Despite the injury, which recolored Gorman's leg a nightmarish shade of purple, the 30-year-old still fought at half-strength and crushed his opening round opponent Lee Sandmeier via first-round TKO to gain entry into the TUF 18 house.
"At the time, I truly believed that I could still win it," Gorman said. "I truly believed and truly convinced myself that I was going to go out 100 percent and find a way to win.
"There was too much on the line to believe any different, really."
Gorman's dream, however, came crashing to an abrupt halt, as within days an MRI conducted by UFC physicians revealed the severely torn hamstring. Gorman pleaded for UFC President Dana White to allow him to stay on the show, yet White's hands were tied and Gorman ultimately had to leave.
"At first I was pissed off. I thought that it was f--ked up that they had taken that shot away from me," Gorman explained. "But after thinking about it for a couple days, I was like, ‘You know what? Dana White and The Ultimate Fighter show had my back 100-percent and they're looking out for what's best for me as a fighter.
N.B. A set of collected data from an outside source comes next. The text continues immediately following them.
//! Configuration for gisdb
//!
//! This module provides the database configuration and re-exports the value
//! types from the `gisdb-types` crate for convenience.
use crate::error::{GisError, Result};
use serde::de::Error;

pub use gisdb_types::city::City;
pub use gisdb_types::listing::LevelEntry;
pub use gisdb_types::region::{Axis, Region};
pub use gisdb_types::stats::DbStats;

/// Shared handle to an immutable record. Both indices hold one per record.
pub type CityRef = std::rc::Rc<City>;

/// Smallest coordinate of the default world.
pub const DEFAULT_WORLD_MIN: i32 = 0;

/// Largest coordinate of the default world.
pub const DEFAULT_WORLD_MAX: i32 = 32767;

/// Database configuration
///
/// # Example
///
/// ```rust
/// use gisdb::Config;
///
/// let config = Config::from_json(r#"{ "world_max": 1023 }"#).unwrap();
/// assert_eq!(config.world_min, 0);
/// assert_eq!(config.world_max, 1023);
/// ```
#[derive(Debug, Clone, PartialEq, Eq, serde::Serialize, serde::Deserialize)]
#[serde(deny_unknown_fields)]
pub struct Config {
    /// Inclusive lower bound for both coordinates
    #[serde(default = "Config::default_world_min")]
    pub world_min: i32,

    /// Inclusive upper bound for both coordinates
    #[serde(default = "Config::default_world_max")]
    pub world_max: i32,

    /// Longest accepted city name, in bytes
    #[serde(default = "Config::default_max_name_len")]
    pub max_name_len: usize,
}

impl Config {
    const fn default_world_min() -> i32 {
        DEFAULT_WORLD_MIN
    }

    const fn default_world_max() -> i32 {
        DEFAULT_WORLD_MAX
    }

    const fn default_max_name_len() -> usize {
        255
    }

    pub fn with_world_bounds(mut self, min: i32, max: i32) -> Self {
        assert!(min <= max, "World minimum must not exceed world maximum");
        self.world_min = min;
        self.world_max = max;
        self
    }

    pub fn with_max_name_len(mut self, len: usize) -> Self {
        assert!(len > 0, "Maximum name length must be greater than zero");

        if len > 64 * 1024 {
            log::warn!(
                "Maximum name length of {} bytes is very large; every record \
                stores its name once and both indices share it.",
                len
            );
        }

        self.max_name_len = len;
        self
    }

    /// The square covering every valid coordinate.
    pub fn world(&self) -> Region {
        Region::square(self.world_min, self.world_max)
    }

    pub fn validate(&self) -> std::result::Result<(), String> {
        if self.world_min < 0 {
            return Err(format!(
                "World minimum must not be negative, got {}",
                self.world_min
            ));
        }

        if self.world_min > self.world_max {
            return Err(format!(
                "World minimum {} exceeds world maximum {}",
                self.world_min, self.world_max
            ));
        }

        if self.max_name_len == 0 {
            return Err("Maximum name length must be greater than zero".to_string());
        }

        Ok(())
    }

    /// Same as [`Config::validate`], mapped onto the crate error type.
    pub fn check(&self) -> Result<()> {
        self.validate().map_err(GisError::InvalidConfig)
    }

    pub fn from_json(json: &str) -> std::result::Result<Self, serde_json::Error> {
        let config: Config = serde_json::from_str(json)?;
        if let Err(e) = config.validate() {
            return Err(Error::custom(e));
        }
        Ok(config)
    }

    pub fn to_json(&self) -> std::result::Result<String, serde_json::Error> {
        serde_json::to_string_pretty(self)
    }

    #[cfg(feature = "toml")]
    pub fn from_toml(toml_str: &str) -> std::result::Result<Self, toml::de::Error> {
        let config: Config = toml::from_str(toml_str)?;
        if let Err(e) = config.validate() {
            return Err(toml::de::Error::custom(e));
        }
        Ok(config)
    }

    #[cfg(feature = "toml")]
    pub fn to_toml(&self) -> std::result::Result<String, toml::ser::Error> {
        toml::to_string_pretty(self)
    }
}

impl Default for Config {
    fn default() -> Self {
        Self {
            world_min: Self::default_world_min(),
            world_max: Self::default_world_max(),
            max_name_len: Self::default_max_name_len(),
        }
    }
}

#[cfg(test)]
mod tests {
    use super::*;

    #[test]
    fn test_config_default() {
        let config = Config::default();
        assert_eq!(config.world_min, 0);
        assert_eq!(config.world_max, 32767);
        assert_eq!(config.max_name_len, 255);
        assert!(config.validate().is_ok());
    }

    #[test]
    fn test_config_serialization() {
        let config = Config::default()
            .with_world_bounds(0, 1023)
            .with_max_name_len(32);

        let json = config.to_json().unwrap();
        let deserialized = Config::from_json(&json).unwrap();

        assert_eq!(deserialized, config);
    }

    #[test]
    fn test_config_missing_fields_use_defaults() {
        let config = Config::from_json("{}").unwrap();
        assert_eq!(config, Config::default());
    }

    #[test]
    fn test_config_rejects_unknown_fields() {
        assert!(Config::from_json(r#"{ "sync_policy": "always" }"#).is_err());
    }

    #[test]
    fn test_config_validation() {
        let inverted = Config {
            world_min: 10,
            world_max: 5,
            ..Config::default()
        };
        assert!(inverted.validate().is_err());
        assert!(matches!(inverted.check(), Err(GisError::InvalidConfig(_))));

        let negative = Config {
            world_min: -1,
            ..Config::default()
        };
        assert!(negative.validate().is_err());

        assert!(Config::from_json(r#"{ "max_name_len": 0 }"#).is_err());
    }

    #[test]
    fn test_world_region() {
        let world = Config::default().world();
        assert!(world.contains(0, 0));
        assert!(world.contains(32767, 32767));
        assert!(!world.contains(32768, 0));
    }

    #[cfg(feature = "toml")]
    #[test]
    fn test_config_toml_roundtrip() {
        let config = Config::default().with_world_bounds(0, 511);
        let toml_str = config.to_toml().unwrap();
        assert_eq!(Config::from_toml(&toml_str).unwrap(), config);
    }
}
They're looking out for what's best for me and my future.'
"In all reality, they were helping me get ready for my next fight, because if I would've continued to fight, and I would've gotten injured even worse, then I could've never fought again."
Impressed by Gorman's tenacity, White and the UFC elected to pay for the bantamweight's medical bills despite the fact that the injury was preexisting.
White subsequently confirmed that even despite his setbacks, Gorman will fight in the UFC once he heals.
"The kid's a nutball, he's a lunatic," White said on a recent FOXSports Google Hangout. "I like that, that's not a bad thing. He wanted to continue to fight. I respect that. He'll get another shot in the UFC. We'll give him a shot."
Gorman is now rehabbing his mangled hamstring with an eye on a UFC debut in either late-December or early-January. And if he had his way, Gorman already has a specific opponent in mind: TUF 18 assistant coach and boyfriend of Miesha Tate, Bryan Caraway.
Gorman recently issued a half-joking challenge to Caraway -- a duel for the right to take Tate out on a date. Gorman says the whole thing was initially "just for fun," though he's a bit surprised Caraway has yet to respond.
Now, having been ignored by Caraway, Gorman "100-percent" plans to request the embattled bantamweight for his first fight inside the eight-sided cage.
"I think he's scared to be honest with you," Gorman said.
"It's embarrassing that he hasn't said anything. I think he'd say something. Say that I'm a joke or say that I'm not worth his time, or say something. I mean, he won't say anything. I feel like he's kind of hiding. The fact that Miesha Tate, his girlfriend, had to come out and say something first, I feel like he's kind of hiding behind his girlfriend. I think Miesha Tate has more guts than he does."